Benchmark Flatbuffer / Protobuffer / C++ Struct performance

I’m building a project that requires maximal performance. But it also uses many data structure that need some flexibility. Naturally Flatbuffer and Protobuffer are potential candidates. So I did some benchmark. Here’s the result

Serialization / de-serialization

=================================
Raw structs bench start...
total = 15860948312882282624
Raw structs bench: 312 wire size, 210 compressed wire size
* 0.049046 encode time, 0.003316 decode time
* 0.067384 use time, 0.003062 dealloc time
* 0.073762 decode/use/dealloc
=================================
FlatBuffers bench start...
total = 15860948312882282624
FlatBuffers bench: 344 wire size, 220 compressed wire size
* 2.920470 encode time, 0.003350 decode time
* 0.740325 use time, 0.003186 dealloc time
* 0.746861 decode/use/dealloc
=================================
Protocol Buffers LITE bench start...
total = 15860948312882282624
Protocol Buffers LITE bench: 228 wire size, 174 compressed wire size
* 3.268726 encode time, 3.188535 decode time
* 0.200258 use time, 0.399030 dealloc time
* 3.787823 decode/use/dealloc

Include network communication

=================================
FLATBUF bench start...
total bytes = 15898507595776707224
* 0.003065 create time
* 0.238328 receive time
* 0.002950 use
* 0.000782 free
* 0.245125 total time
=================================
PROTOBUF bench start...
total bytes = 0
* 0.000766 create time
* 0.244944 receive time
* 0.001007 use
* 0.000785 free
* 0.247503 total time
=================================
RAW bench start...
total bytes = 54377074000
* 0.001709 create time
* 0.002417 receive time
* 0.000813 use
* 0.000759 free
* 0.005699 total time

The conclusion

  • While flatbuffer / protobuffer provides a convenient API to define data structures, have them dynamically expanded and support a variety of languages, they are slower than just using raw structures
  • While flatbuffer is faster than protobuffer at pure serialization / deserialization, the difference is minimal when accounting for remote RPC costs
  • We need to test more recent libraries for serialization, and potentially combine them with the custom RPC model we are having with EVPP: YAS, cap’n’proto

The journey

It grinds my gears when code doesn’t work
  • Contrary to popular belief, Google’s code does not always work
  • The gRPC example in flatbuffer is outdated and is not working
  • The benchmark that proves flatbuffer is faster than protobuf is from 2016 and no longer compiles with the latest libraries

I fixed the above problems in https://github.com/thanhphu/flatbuffers

  • The latest flatbuffer no longer work recent versions of gRPC due to some abstractions in data structure
  • I need to modify gRPC to expose legacy data structures that flatbuffer needs access to.
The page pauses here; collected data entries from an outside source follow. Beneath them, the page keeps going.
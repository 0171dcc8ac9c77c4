//! File name helpers

use regex::Regex;
use std::sync::OnceLock;

/// Longest label fragment used in a result file name
pub const MAX_STEM_LENGTH: usize = 100;

#[allow(clippy::expect_used)]
fn disallowed() -> &'static Regex {
    static RE: OnceLock<Regex> = OnceLock::new();
    RE.get_or_init(|| Regex::new(r"[^a-z0-9\-]").expect("static pattern"))
}

#[allow(clippy::expect_used)]
fn dash_runs() -> &'static Regex {
    static RE: OnceLock<Regex> = OnceLock::new();
    RE.get_or_init(|| Regex::new(r"-+").expect("static pattern"))
}

/// Turn a free-form label into a filesystem-safe stem.
///
/// Lowercases, maps spaces to dashes, drops anything outside `[a-z0-9-]`,
/// collapses dash runs, trims leading/trailing dashes and crops the result
/// to [`MAX_STEM_LENGTH`] characters.
pub fn safe_stem(label: &str) -> String {
    let lowered = label.to_lowercase().replace(' ', "-");
    let stripped = disallowed().replace_all(&lowered, "");
    let collapsed = dash_runs().replace_all(&stripped, "-");
    let trimmed = collapsed.trim_matches('-');

    let cropped: String = trimmed.chars().take(MAX_STEM_LENGTH).collect();
    cropped.trim_end_matches('-').to_string()
}

/// Join stem fragments with single dashes, skipping empty ones
pub fn join_stem(parts: &[&str]) -> String {
    let joined = parts
        .iter()
        .filter(|p| !p.is_empty())
        .copied()
        .collect::<Vec<_>>()
        .join("-");
    dash_runs().replace_all(&joined, "-").into_owned()
}
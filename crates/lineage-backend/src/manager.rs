//! Worker manager
//!
//! Polls the queue and starts a [`ProcessorRunner`] for every claimable job
//! whose processor type is below its `max_workers` ceiling. Each runner gets
//! its own tokio task and interrupt handle.

use std::collections::HashMap;
use std::sync::Arc;
use tokio::sync::Mutex;
use tokio::task::JoinHandle;
use tokio::time::sleep;
use tokio_util::sync::CancellationToken;
use tracing::{debug, error, info, warn};

use crate::processor::{ProcessorRunner, RunnerEnv};
use crate::queue::{QueueError, QueueResult};
use crate::worker::{run_worker, InterruptHandle, InterruptLevel, WorkerContext};

struct RunningJob {
    jobtype: String,
    interrupt: InterruptHandle,
    handle: JoinHandle<()>,
}

type RunningJobs = Arc<Mutex<HashMap<i64, RunningJob>>>;

/// Dispatcher for processor jobs
pub struct WorkerManager {
    env: RunnerEnv,
    running: RunningJobs,
    shutdown: CancellationToken,
}

/// Control handle for a [`WorkerManager`] that has been started
#[derive(Clone)]
pub struct ManagerHandle {
    running: RunningJobs,
    shutdown: CancellationToken,
}

impl WorkerManager {
    pub fn new(env: RunnerEnv) -> Self {
        Self {
            env,
            running: Arc::default(),
            shutdown: CancellationToken::new(),
        }
    }

    pub fn handle(&self) -> ManagerHandle {
        ManagerHandle {
            running: self.running.clone(),
            shutdown: self.shutdown.clone(),
        }
    }

    /// Run the dispatch loop in the background
    pub fn start(self) -> JoinHandle<()> {
        tokio::spawn(async move {
            if let Err(e) = self.run().await {
                error!(error = %e, "Worker manager stopped with an error");
            }
        })
    }

    /// Dispatch until shut down, then wait for running jobs
    pub async fn run(&self) -> QueueResult<()> {
        info!(
            processors = self.env.registry.len(),
            poll_interval_ms = self.env.config.poll_interval_ms,
            "Worker manager started"
        );
        self.env.queue.release_all().await?;

        loop {
            if let Err(e) = self.dispatch_once().await {
                error!(error = %e, "Dispatch pass failed");
            }

            tokio::select! {
                _ = self.shutdown.cancelled() => break,
                _ = sleep(self.env.config.poll_interval()) => {},
            }
        }

        info!("Worker manager shutting down, interrupting running jobs");
        let handle = self.handle();
        handle.interrupt_all(InterruptLevel::Retry).await;
        handle.join_all().await;
        info!("Worker manager stopped");
        Ok(())
    }

    /// One pass over all processor types; returns the number of jobs started
    pub async fn dispatch_once(&self) -> QueueResult<usize> {
        // count active workers per type without holding the lock across queue calls
        let active: HashMap<String, usize> = {
            let mut running = self.running.lock().await;
            running.retain(|_, job| !job.handle.is_finished());
            running.values().fold(HashMap::new(), |mut counts, job| {
                *counts.entry(job.jobtype.clone()).or_default() += 1;
                counts
            })
        };

        let mut started = 0;
        for processor in self.env.registry.iter() {
            let info = processor.info();
            let active = active.get(&info.processor_type).copied().unwrap_or(0);
            if active >= info.max_workers {
                continue;
            }

            let jobs = self
                .env
                .queue
                .claimable_jobs(Some(&info.processor_type))
                .await?;

            for mut job in jobs.into_iter().take(info.max_workers - active) {
                match self.env.queue.claim(&mut job).await {
                    Ok(()) => {},
                    Err(QueueError::JobClaimed(id)) => {
                        debug!(job_id = id, "Job claimed elsewhere, skipping");
                        continue;
                    },
                    Err(e) => return Err(e),
                }

                let interrupt = InterruptHandle::new();
                let runner = ProcessorRunner::new(
                    job.clone(),
                    processor.clone(),
                    self.env.clone(),
                    interrupt.clone(),
                );
                let ctx = WorkerContext {
                    queue: self.env.queue.clone(),
                    interrupt_retry_secs: self.env.config.interrupt_retry_secs,
                };

                let job_id = job.id;
                let jobtype = job.jobtype.clone();
                let handle = tokio::spawn(async move {
                    let outcome = run_worker(runner, ctx).await;
                    debug!(job_id, outcome = ?outcome, "Worker finished");
                });

                info!(job_id, jobtype = %jobtype, remote_id = %job.remote_id, "Started worker");
                self.running.lock().await.insert(
                    job_id,
                    RunningJob {
                        jobtype,
                        interrupt,
                        handle,
                    },
                );
                started += 1;
            }
        }

        Ok(started)
    }
}

impl ManagerHandle {
    /// Ask a running job to stop; returns whether the job was running here
    pub async fn interrupt(&self, job_id: i64, level: InterruptLevel) -> bool {
        match self.running.lock().await.get(&job_id) {
            Some(job) => {
                info!(job_id, level = %level, "Interrupt requested");
                job.interrupt.request(level);
                true
            },
            None => false,
        }
    }

    pub async fn interrupt_all(&self, level: InterruptLevel) {
        for job in self.running.lock().await.values() {
            job.interrupt.request(level);
        }
    }

    /// Ids of jobs with a live worker task
    pub async fn running_jobs(&self) -> Vec<i64> {
        let running = self.running.lock().await;
        let mut ids: Vec<i64> = running
            .iter()
            .filter(|(_, job)| !job.handle.is_finished())
            .map(|(id, _)| *id)
            .collect();
        ids.sort_unstable();
        ids
    }

    /// Wait for every worker task started so far
    pub async fn join_all(&self) {
        let handles: Vec<(i64, JoinHandle<()>)> = self
            .running
            .lock()
            .await
            .drain()
            .map(|(id, job)| (id, job.handle))
            .collect();

        for (job_id, handle) in handles {
            if let Err(e) = handle.await {
                warn!(job_id, error = %e, "Worker task did not complete cleanly");
            }
        }
    }

    /// Stop dispatching; the run loop then drains running jobs
    pub fn shutdown(&self) {
        self.shutdown.cancel();
    }
}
Thus this repository is born https://github.com/thanhphu/grpc
  • I need to merge some recent contributions that solve the problem but did not confirm to Google’s code standard in order to make flatbuffer work

Finally, I need to write benchmark code for all three (Flatbuffer + gRPC, Protobuf + gRPC, raw struct + EVPP). The complete code is available here

https://github.com/thanhphu/buffer-bench

Tags you can use

  • v1.1: Serialization / deserialization only, runs on one machine
  • v2.0: Serialization + deserialization + network transmission, can be run on two machines

Note that if you have already installed another version of gRPC and/or protobuf, you need to remove them with

$ sudo rm -f /usr/local/bin/*grpc*
$ sudo rm -f /usr/local/bin/protoc
$ sudo rm -f /usr/local/lib/*gpr*
$ sudo rm -f /usr/local/lib/*grpc*
$ sudo rm -f /usr/local/lib/*protobuf*
$ sudo rm -f /usr/local/lib/*protoc*
$ sudo rm -f /usr/local/lib/pkgconfig/*gpr*
$ sudo rm -f /usr/local/lib/pkgconfig/*grpc*
$ sudo rm -f /usr/local/lib/pkgconfig/*protobuf*
$ sudo rm -rf /usr/local/include/google
$ sudo rm -rf /usr/local/include/grpc
$ sudo rm -rf /usr/local/include/grpc++
$ sudo rm -rf /usr/local/include/grpcpp

4 Comments

  1. come cross the here, very good article. I have same issue to have more recent FB working with most recent gRPC. Do you have any new updates to make them work together? Thanks.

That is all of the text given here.